In my case, it's a Grace Design Model 101 mic pre and an AKG C 414 B-ULS mic. It's been at least a year since I used either of them, and it was at least another year before that since I'd used them before.


Even so, I'm very happy with them and have no plans to sell.


Best,


Geoff

Finally a gear topic I'm not sure I've seen before...

 

 

I guess mine -- although it's an instrument more than a piece of tech gear -- is my ES-325 (it's like an ES-335, only with one f-hole and mini-HBs). I got it 'cause I wanted a more open, woody sound... but I'm really more a single coil guy... and the narrow Gibson neck is a real culture shift for my Fender-trained hands, which are more comfortable, even, on the wide necks of my classical and parlor guitars.

 

But it's such a cool guitar... it's so very different from my Strat, so... well... exotic (to me).

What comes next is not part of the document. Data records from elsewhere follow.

//! View model types representing renderable UI state.
//!
//! This module defines immutable view models computed from application state.
//! View models are optimized for rendering and contain pre-computed display
//! information like highlight ranges and favorite markers.
//!
//! # Architecture
//!
//! View models are created via `AppState::compute_viewmodel()` and consumed by
//! the renderer. They contain no business logic, only display-ready data.
//!
//! # Example
//!
//! ```rust
//! use phonebook::domain::ContactId;
//! use phonebook::ui::viewmodel::{DisplayItem, SectionInfo};
//!
//! let section = SectionInfo {
//!     title: "Favorites".to_string(),
//!     rows: vec![DisplayItem {
//!         id: ContactId::new(1),
//!         name: "Ann Lee".to_string(),
//!         phones: "555-0100".to_string(),
//!         is_favorite: true,
//!         highlight_ranges: vec![(0, 3)],
//!     }],
//! };
//! assert_eq!(section.rows.len(), 1);
//! ```

use crate::domain::ContactId;

/// Complete UI view model for rendering.
#[derive(Debug, Clone, PartialEq, Eq)]
pub struct UIViewModel {
    pub header: HeaderInfo,

    /// Present while a search predicate is active.
    pub search_bar: Option<SearchBarInfo>,

    /// Error or success message shown above the list.
    pub banner: Option<BannerInfo>,

    /// Validation messages of the last rejected form, in field order.
    pub form_errors: Vec<String>,

    /// Favorites first, then the current page of other contacts. Empty
    /// sections are left out.
    pub sections: Vec<SectionInfo>,

    pub pager: Option<PagerInfo>,

    pub footer: FooterInfo,

    /// Shown instead of the sections when there is nothing to list.
    pub empty_state: Option<EmptyState>,
}

/// One titled block of contact rows.
#[derive(Debug, Clone, PartialEq, Eq)]
pub struct SectionInfo {
    pub title: String,
    pub rows: Vec<DisplayItem>,
}

/// Display information for a single contact row.
#[derive(Debug, Clone, PartialEq, Eq)]
pub struct DisplayItem {
    pub id: ContactId,

    /// `"first last"`.
    pub name: String,

    /// Phone numbers joined for display.
    pub phones: String,

    pub is_favorite: bool,

    /// Character ranges of `name` matching the search.
    ///
    /// Each tuple is `(start_index, end_index)` in character indices.
    pub highlight_ranges: Vec<(usize, usize)>,
}

/// Header display information.
#[derive(Debug, Clone, PartialEq, Eq)]
pub struct HeaderInfo {
    pub title: String,

    /// Secondary status text, e.g. while a read is in flight.
    pub status: Option<String>,
}

/// Footer display information.
#[derive(Debug, Clone, PartialEq, Eq)]
pub struct FooterInfo {
    /// Command help text (e.g., "/ search | n next | q quit").
    pub keybindings: String,
}

/// Empty state message display information.
#[derive(Debug, Clone, PartialEq, Eq)]
pub struct EmptyState {
    /// Primary message (e.g., "No contacts found").
    pub message: String,

    /// Secondary explanatory text.
    pub subtitle: String,
}

/// Active search predicate.
#[derive(Debug, Clone, PartialEq, Eq)]
pub struct SearchBarInfo {
    pub query: String,
}

#[derive(Debug, Clone, Copy, PartialEq, Eq)]
pub enum BannerKind {
    Error,
    Notice,
}

#[derive(Debug, Clone, PartialEq, Eq)]
pub struct BannerInfo {
    pub kind: BannerKind,
    pub message: String,
}

/// Paging controls below the others section.
#[derive(Debug, Clone, Copy, PartialEq, Eq)]
pub struct PagerInfo {
    pub page: usize,
    pub has_prev: bool,
    pub has_next: bool,
    pub total: usize,
}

It smells old and wood-y. (They were only made between around '72 and '78, a belated response, I'm thinking, to the blues rock phenomenon that presumably would be less susceptible to feedback because of the single f-hole.)

 

But, while I admire it every time I pull it out... it's usually yet another half hour of tentative exploration, trial and error as I look for the way it can fit into my playing style and tone prefs.

 

 

I keep flirting with selling it but I also keep thinking, man, if I sell this, it'll just go to pay bills -- and there will always be more bills -- but I'll probably never be able to afford another Gibson. ;)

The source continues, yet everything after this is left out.